## EXTRACTED MATERIAL

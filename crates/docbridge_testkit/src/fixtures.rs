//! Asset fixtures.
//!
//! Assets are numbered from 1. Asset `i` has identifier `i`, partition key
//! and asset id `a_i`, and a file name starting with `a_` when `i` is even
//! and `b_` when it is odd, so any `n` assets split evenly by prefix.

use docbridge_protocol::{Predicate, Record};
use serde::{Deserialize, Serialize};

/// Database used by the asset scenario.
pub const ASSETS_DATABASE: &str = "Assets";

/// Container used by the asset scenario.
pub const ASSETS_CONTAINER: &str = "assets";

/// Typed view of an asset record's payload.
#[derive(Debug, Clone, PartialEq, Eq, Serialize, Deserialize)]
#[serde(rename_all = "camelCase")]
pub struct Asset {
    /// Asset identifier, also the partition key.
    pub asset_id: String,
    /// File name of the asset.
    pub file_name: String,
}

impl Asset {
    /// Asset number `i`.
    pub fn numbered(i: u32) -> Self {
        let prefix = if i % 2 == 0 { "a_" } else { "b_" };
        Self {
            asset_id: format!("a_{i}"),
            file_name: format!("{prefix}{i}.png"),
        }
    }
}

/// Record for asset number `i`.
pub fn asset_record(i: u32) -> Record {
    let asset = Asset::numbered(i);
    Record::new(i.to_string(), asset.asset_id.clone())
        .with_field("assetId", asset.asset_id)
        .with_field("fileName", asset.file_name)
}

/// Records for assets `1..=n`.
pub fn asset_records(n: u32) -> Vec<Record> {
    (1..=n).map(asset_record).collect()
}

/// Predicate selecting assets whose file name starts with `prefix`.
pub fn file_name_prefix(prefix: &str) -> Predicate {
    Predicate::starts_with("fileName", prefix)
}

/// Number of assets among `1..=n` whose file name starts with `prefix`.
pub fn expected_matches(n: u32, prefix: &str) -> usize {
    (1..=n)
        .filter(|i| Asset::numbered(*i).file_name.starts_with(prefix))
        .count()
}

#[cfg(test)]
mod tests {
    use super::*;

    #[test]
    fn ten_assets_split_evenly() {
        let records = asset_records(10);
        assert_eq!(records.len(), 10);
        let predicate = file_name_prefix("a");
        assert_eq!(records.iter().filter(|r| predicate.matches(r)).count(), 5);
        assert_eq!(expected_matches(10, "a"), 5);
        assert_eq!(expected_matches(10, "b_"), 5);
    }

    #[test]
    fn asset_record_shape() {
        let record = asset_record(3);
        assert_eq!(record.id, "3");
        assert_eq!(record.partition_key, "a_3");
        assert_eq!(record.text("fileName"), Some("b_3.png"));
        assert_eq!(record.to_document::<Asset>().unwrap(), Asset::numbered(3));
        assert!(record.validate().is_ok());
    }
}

## TASK DIRECTIONS
Each record needs to be copied out again, letter for letter.

## FINISHED TASK
filename crates/docbridge_testkit/src/fixtures.rs
//! Asset fixtures.
//!
//! Assets are numbered from 1. Asset `i` has identifier `i`, partition key
//! and asset id `a_i`, and a file name starting with `a_` when `i` is even
//! and `b_` when it is odd, so any `n` assets split evenly by prefix.

use docbridge_protocol::{Predicate, Record};
use serde::{Deserialize, Serialize};

/// Database used by the asset scenario.
pub const ASSETS_DATABASE: &str = "Assets";

/// Container used by the asset scenario.
pub const ASSETS_CONTAINER: &str = "assets";

/// Typed view of an asset record's payload.
#[derive(Debug, Clone, PartialEq, Eq, Serialize, Deserialize)]
#[serde(rename_all = "camelCase")]
pub struct Asset {
    /// Asset identifier, also the partition key.
    pub asset_id: String,
    /// File name of the asset.
    pub file_name: String,
}

impl Asset {
    /// Asset number `i`.
    pub fn numbered(i: u32) -> Self {
        let prefix = if i % 2 == 0 { "a_" } else { "b_" };
        Self {
            asset_id: format!("a_{i}"),
            file_name: format!("{prefix}{i}.png"),
        }
    }
}

/// Record for asset number `i`.
pub fn asset_record(i: u32) -> Record {
    let asset = Asset::numbered(i);
    Record::new(i.to_string(), asset.asset_id.clone())
        .with_field("assetId", asset.asset_id)
        .with_field("fileName", asset.file_name)
}

/// Records for assets `1..=n`.
pub fn asset_records(n: u32) -> Vec<Record> {
    (1..=n).map(asset_record).collect()
}

/// Predicate selecting assets whose file name starts with `prefix`.
pub fn file_name_prefix(prefix: &str) -> Predicate {
    Predicate::starts_with("fileName", prefix)
}

/// Number of assets among `1..=n` whose file name starts with `prefix`.
pub fn expected_matches(n: u32, prefix: &str) -> usize {
    (1..=n)
        .filter(|i| Asset::numbered(*i).file_name.starts_with(prefix))
        .count()
}

#[cfg(test)]
mod tests {
    use super::*;

    #[test]
    fn ten_assets_split_evenly() {
        let records = asset_records(10);
        assert_eq!(records.len(), 10);
        let predicate = file_name_prefix("a");
        assert_eq!(records.iter().filter(|r| predicate.matches(r)).count(), 5);
        assert_eq!(expected_matches(10, "a"), 5);
        assert_eq!(expected_matches(10, "b_"), 5);
    }

    #[test]
    fn asset_record_shape() {
        let record = asset_record(3);
        assert_eq!(record.id, "3");
        assert_eq!(record.partition_key, "a_3");
        assert_eq!(record.text("fileName"), Some("b_3.png"));
        assert_eq!(record.to_document::<Asset>().unwrap(), Asset::numbered(3));
        assert!(record.validate().is_ok());
    }
}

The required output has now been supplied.